[Collected data entries]
···

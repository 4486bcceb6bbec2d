use std::any::Any;
use std::panic::AssertUnwindSafe;
use std::sync::Arc;
use std::time::Duration;

use common::{
    FaultKind, FaultReporter, PipelineFault, QueuePublisher, QueueReceiver, TapEvent, WaitOutcome,
};
use futures::FutureExt;
use tokio_util::sync::CancellationToken;
use tracing::{debug, info, warn};

const COMPONENT: &str = "batch_accumulator";

#[derive(Debug, Clone)]
pub struct BatchAccumulatorConfig {
    pub batch_size: usize,
    /// Pause after a failed publish or a loop fault
    pub backoff: Duration,
}

impl Default for BatchAccumulatorConfig {
    fn default() -> Self {
        Self {
            batch_size: 1000,
            backoff: Duration::from_millis(100),
        }
    }
}

/// What happened to the working buffer at shutdown
#[derive(Debug, Clone, Copy, Default, PartialEq, Eq)]
pub enum FinalFlush {
    #[default]
    Empty,
    Published(usize),
    Failed(usize),
}

/// Totals for one accumulator run
#[derive(Debug, Clone, Copy, Default, PartialEq, Eq)]
pub struct AccumulatorReport {
    pub batches_published: u64,
    pub events_published: u64,
    pub batches_dropped: u64,
    pub events_dropped: u64,
    pub final_flush: FinalFlush,
    /// Events still queued at shutdown; these are dropped unpublished
    pub abandoned_in_queue: usize,
}

enum Cycle {
    Continue,
    Cancelled,
}

#[derive(Debug)]
enum LoopFault {
    QueueClosed,
    PublisherPanicked(String),
}

impl std::fmt::Display for LoopFault {
    fn fmt(&self, f: &mut std::fmt::Formatter<'_>) -> std::fmt::Result {
        match self {
            LoopFault::QueueClosed => f.write_str("ingestion queue closed unexpectedly"),
            LoopFault::PublisherPanicked(msg) => write!(f, "publisher panicked: {}", msg),
        }
    }
}

/// The single consumer of the ingestion queue
///
/// Drains the queue into batches of at most `batch_size` and hands each one to the
/// publisher. A failed batch is dropped, never retried. The loop only ends when its
/// token is cancelled, after one final publish of the working buffer.
pub struct BatchAccumulator {
    receiver: QueueReceiver<TapEvent>,
    publisher: Arc<dyn QueuePublisher>,
    config: BatchAccumulatorConfig,
    faults: FaultReporter,
}

impl BatchAccumulator {
    pub fn new(
        receiver: QueueReceiver<TapEvent>,
        publisher: Arc<dyn QueuePublisher>,
        config: BatchAccumulatorConfig,
        faults: FaultReporter,
    ) -> Self {
        Self {
            receiver,
            publisher,
            config,
            faults,
        }
    }

    pub async fn run(mut self, ctx: CancellationToken) -> AccumulatorReport {
        let mut buffer: Vec<TapEvent> = Vec::with_capacity(self.config.batch_size);
        let mut report = AccumulatorReport::default();
        info!(batch_size = self.config.batch_size, "batch accumulator started");

        loop {
            match self.cycle(&mut buffer, &ctx, &mut report).await {
                Ok(Cycle::Continue) => {}
                Ok(Cycle::Cancelled) => break,
                Err(fault) => {
                    self.faults.report(
                        PipelineFault::new(FaultKind::LoopFailure, COMPONENT, fault.to_string())
                            .with_affected_events(buffer.len()),
                    );
                    buffer.clear();
                    if !self.backoff(&ctx).await {
                        break;
                    }
                }
            }
        }

        report.final_flush = self.final_flush(&mut buffer).await;
        if let FinalFlush::Published(count) = report.final_flush {
            report.batches_published += 1;
            report.events_published += count as u64;
        }

        report.abandoned_in_queue = self.receiver.close_and_discard();
        if report.abandoned_in_queue > 0 {
            warn!(
                count = report.abandoned_in_queue,
                "queued events were not flushed before shutdown"
            );
        }
        info!(
            batches_published = report.batches_published,
            events_published = report.events_published,
            events_dropped = report.events_dropped,
            "batch accumulator stopped"
        );
        report
    }

    async fn cycle(
        &mut self,
        buffer: &mut Vec<TapEvent>,
        ctx: &CancellationToken,
        report: &mut AccumulatorReport,
    ) -> Result<Cycle, LoopFault> {
        match self.receiver.wait_for_data(ctx).await {
            WaitOutcome::Ready => {}
            WaitOutcome::Cancelled => return Ok(Cycle::Cancelled),
            WaitOutcome::Closed => return Err(LoopFault::QueueClosed),
        }

        let room = self.config.batch_size.saturating_sub(buffer.len());
        self.receiver.drain_into(buffer, room);
        if buffer.is_empty() {
            return Ok(Cycle::Continue);
        }

        let publisher = &self.publisher;
        let batch: &[TapEvent] = buffer;
        let publish = AssertUnwindSafe(async move { publisher.publish_batch(batch).await });

        // An abandoned publish leaves the buffer intact for the final flush.
        let outcome = tokio::select! {
            biased;
            _ = ctx.cancelled() => return Ok(Cycle::Cancelled),
            outcome = publish.catch_unwind() => outcome,
        };

        let count = buffer.len();
        match outcome {
            Ok(Ok(())) => {
                debug!(count, "published batch");
                report.batches_published += 1;
                report.events_published += count as u64;
                buffer.clear();
                Ok(Cycle::Continue)
            }
            Ok(Err(e)) => {
                self.faults.report(
                    PipelineFault::new(FaultKind::PublishFailure, COMPONENT, e.to_string())
                        .with_affected_events(count),
                );
                report.batches_dropped += 1;
                report.events_dropped += count as u64;
                buffer.clear();
                if self.backoff(ctx).await {
                    Ok(Cycle::Continue)
                } else {
                    Ok(Cycle::Cancelled)
                }
            }
            Err(panic) => Err(LoopFault::PublisherPanicked(panic_message(panic.as_ref()))),
        }
    }

    /// Sleep for the backoff; `false` when cancelled first
    async fn backoff(&self, ctx: &CancellationToken) -> bool {
        tokio::select! {
            _ = ctx.cancelled() => false,
            _ = tokio::time::sleep(self.config.backoff) => true,
        }
    }

    async fn final_flush(&self, buffer: &mut Vec<TapEvent>) -> FinalFlush {
        if buffer.is_empty() {
            return FinalFlush::Empty;
        }
        let count = buffer.len();
        info!(count, "flushing working buffer before shutdown");

        let batch: &[TapEvent] = buffer;
        let publisher = &self.publisher;
        let outcome = AssertUnwindSafe(async move { publisher.publish_batch(batch).await })
            .catch_unwind()
            .await;
        buffer.clear();

        match outcome {
            Ok(Ok(())) => FinalFlush::Published(count),
            Ok(Err(e)) => {
                self.faults.report(
                    PipelineFault::new(FaultKind::PublishFailure, COMPONENT, e.to_string())
                        .with_affected_events(count),
                );
                FinalFlush::Failed(count)
            }
            Err(panic) => {
                self.faults.report(
                    PipelineFault::new(
                        FaultKind::LoopFailure,
                        COMPONENT,
                        format!("publisher panicked: {}", panic_message(panic.as_ref())),
                    )
                    .with_affected_events(count),
                );
                FinalFlush::Failed(count)
            }
        }
    }
}

fn panic_message(payload: &(dyn Any + Send)) -> String {
    if let Some(msg) = payload.downcast_ref::<&str>() {
        (*msg).to_string()
    } else if let Some(msg) = payload.downcast_ref::<String>() {
        msg.clone()
    } else {
        "unknown panic".to_string()
    }
}

#[cfg(test)]
mod tests {
    use super::*;
    use common::{bounded_queue, DomainError, MockQueuePublisher, TapType};
    use std::sync::Mutex;
    use uuid::Uuid;

    fn tap(i: usize) -> TapEvent {
        TapEvent::new(
            Uuid::new_v4(),
            format!("card-{i}"),
            "station",
            TapType::Entry,
            chrono::Utc::now(),
            Vec::new(),
        )
    }

    #[tokio::test]
    async fn test_batches_never_exceed_batch_size() {
        let sizes = Arc::new(Mutex::new(Vec::new()));
        let recorded = sizes.clone();
        let mut publisher = MockQueuePublisher::new();
        publisher.expect_publish_batch().returning(move |batch| {
            recorded.lock().unwrap().push(batch.len());
            Ok(())
        });

        let (producer, receiver) = bounded_queue(100);
        for i in 0..95 {
            producer.try_enqueue(tap(i)).unwrap();
        }

        let accumulator = BatchAccumulator::new(
            receiver,
            Arc::new(publisher),
            BatchAccumulatorConfig {
                batch_size: 10,
                ..Default::default()
            },
            FaultReporter::new(),
        );
        let ctx = CancellationToken::new();
        let task = tokio::spawn(accumulator.run(ctx.clone()));
        while sizes.lock().unwrap().iter().sum::<usize>() < 95 {
            tokio::task::yield_now().await;
        }
        ctx.cancel();
        let report = task.await.unwrap();

        let sizes = sizes.lock().unwrap();
        assert!(sizes.iter().all(|&n| n > 0 && n <= 10));
        assert_eq!(report.events_published, 95);
        assert_eq!(report.final_flush, FinalFlush::Empty);
    }

    #[tokio::test]
    async fn test_cancelled_while_idle_publishes_nothing() {
        let mut publisher = MockQueuePublisher::new();
        publisher.expect_publish_batch().never();

        let (_producer, receiver) = bounded_queue(8);
        let accumulator = BatchAccumulator::new(
            receiver,
            Arc::new(publisher),
            BatchAccumulatorConfig::default(),
            FaultReporter::new(),
        );
        let ctx = CancellationToken::new();
        ctx.cancel();
        let report = accumulator.run(ctx).await;
        assert_eq!(report, AccumulatorReport::default());
    }

    #[tokio::test(start_paused = true)]
    async fn test_failed_batch_is_dropped_not_retried() {
        let (calls_tx, mut calls) = tokio::sync::mpsc::unbounded_channel();
        let mut attempt = 0;
        let mut publisher = MockQueuePublisher::new();
        publisher.expect_publish_batch().times(2).returning(move |batch| {
            attempt += 1;
            let ids: Vec<Uuid> = batch.iter().map(TapEvent::message_id).collect();
            calls_tx
                .send((tokio::time::Instant::now(), ids))
                .unwrap();
            if attempt == 1 {
                Err(DomainError::PublishFailed {
                    count: batch.len(),
                    source: anyhow::anyhow!("broker unavailable"),
                })
            } else {
                Ok(())
            }
        });

        let (producer, receiver) = bounded_queue(100);
        let first: Vec<_> = (0..3).map(tap).collect();
        for event in &first {
            producer.try_enqueue(event.clone()).unwrap();
        }

        let (faults, mut fault_events) = FaultReporter::with_subscriber();
        let accumulator = BatchAccumulator::new(
            receiver,
            Arc::new(publisher),
            BatchAccumulatorConfig::default(),
            faults.clone(),
        );
        let ctx = CancellationToken::new();
        let task = tokio::spawn(accumulator.run(ctx.clone()));

        let (failed_at, failed_ids) = calls.recv().await.unwrap();
        assert_eq!(
            failed_ids,
            first.iter().map(TapEvent::message_id).collect::<Vec<_>>()
        );
        let fault = fault_events.recv().await.unwrap();
        assert_eq!(fault.kind, FaultKind::PublishFailure);
        assert_eq!(fault.affected_events, 3);

        let second: Vec<_> = (3..5).map(tap).collect();
        for event in &second {
            producer.try_enqueue(event.clone()).unwrap();
        }
        let (resumed_at, resumed_ids) = calls.recv().await.unwrap();
        assert!(resumed_at - failed_at >= Duration::from_millis(100));
        assert_eq!(
            resumed_ids,
            second.iter().map(TapEvent::message_id).collect::<Vec<_>>()
        );

        ctx.cancel();
        let report = task.await.unwrap();
        assert_eq!(report.batches_dropped, 1);
        assert_eq!(report.events_dropped, 3);
        assert_eq!(report.events_published, 2);
        assert_eq!(faults.snapshot().events_dropped, 3);
    }

    /// Panics on the first publish, succeeds afterwards
    struct PanicOncePublisher {
        calls: Mutex<Vec<usize>>,
    }

    #[async_trait::async_trait]
    impl QueuePublisher for PanicOncePublisher {
        async fn publish_batch(&self, batch: &[TapEvent]) -> common::DomainResult<()> {
            let first = {
                let mut calls = self.calls.lock().unwrap();
                calls.push(batch.len());
                calls.len() == 1
            };
            if first {
                panic!("connection state corrupted");
            }
            Ok(())
        }
    }

    #[tokio::test(start_paused = true)]
    async fn test_publisher_panic_is_a_loop_fault() {
        let publisher = Arc::new(PanicOncePublisher {
            calls: Mutex::new(Vec::new()),
        });
        let (producer, receiver) = bounded_queue(100);
        producer.try_enqueue(tap(0)).unwrap();

        let (faults, mut fault_events) = FaultReporter::with_subscriber();
        let accumulator = BatchAccumulator::new(
            receiver,
            publisher.clone(),
            BatchAccumulatorConfig::default(),
            faults,
        );
        let ctx = CancellationToken::new();
        let task = tokio::spawn(accumulator.run(ctx.clone()));

        let fault = fault_events.recv().await.unwrap();
        assert_eq!(fault.kind, FaultKind::LoopFailure);
        assert!(fault.message.contains("connection state corrupted"));

        producer.try_enqueue(tap(1)).unwrap();
        while publisher.calls.lock().unwrap().len() < 2 {
            tokio::time::sleep(Duration::from_millis(10)).await;
        }
        ctx.cancel();
        let report = task.await.unwrap();
        assert_eq!(report.events_published, 1);
    }
}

···

Task description →
Of all the lines in the records, how many have the word "QueueReceiver"? Write only the number.

Output of the task →
3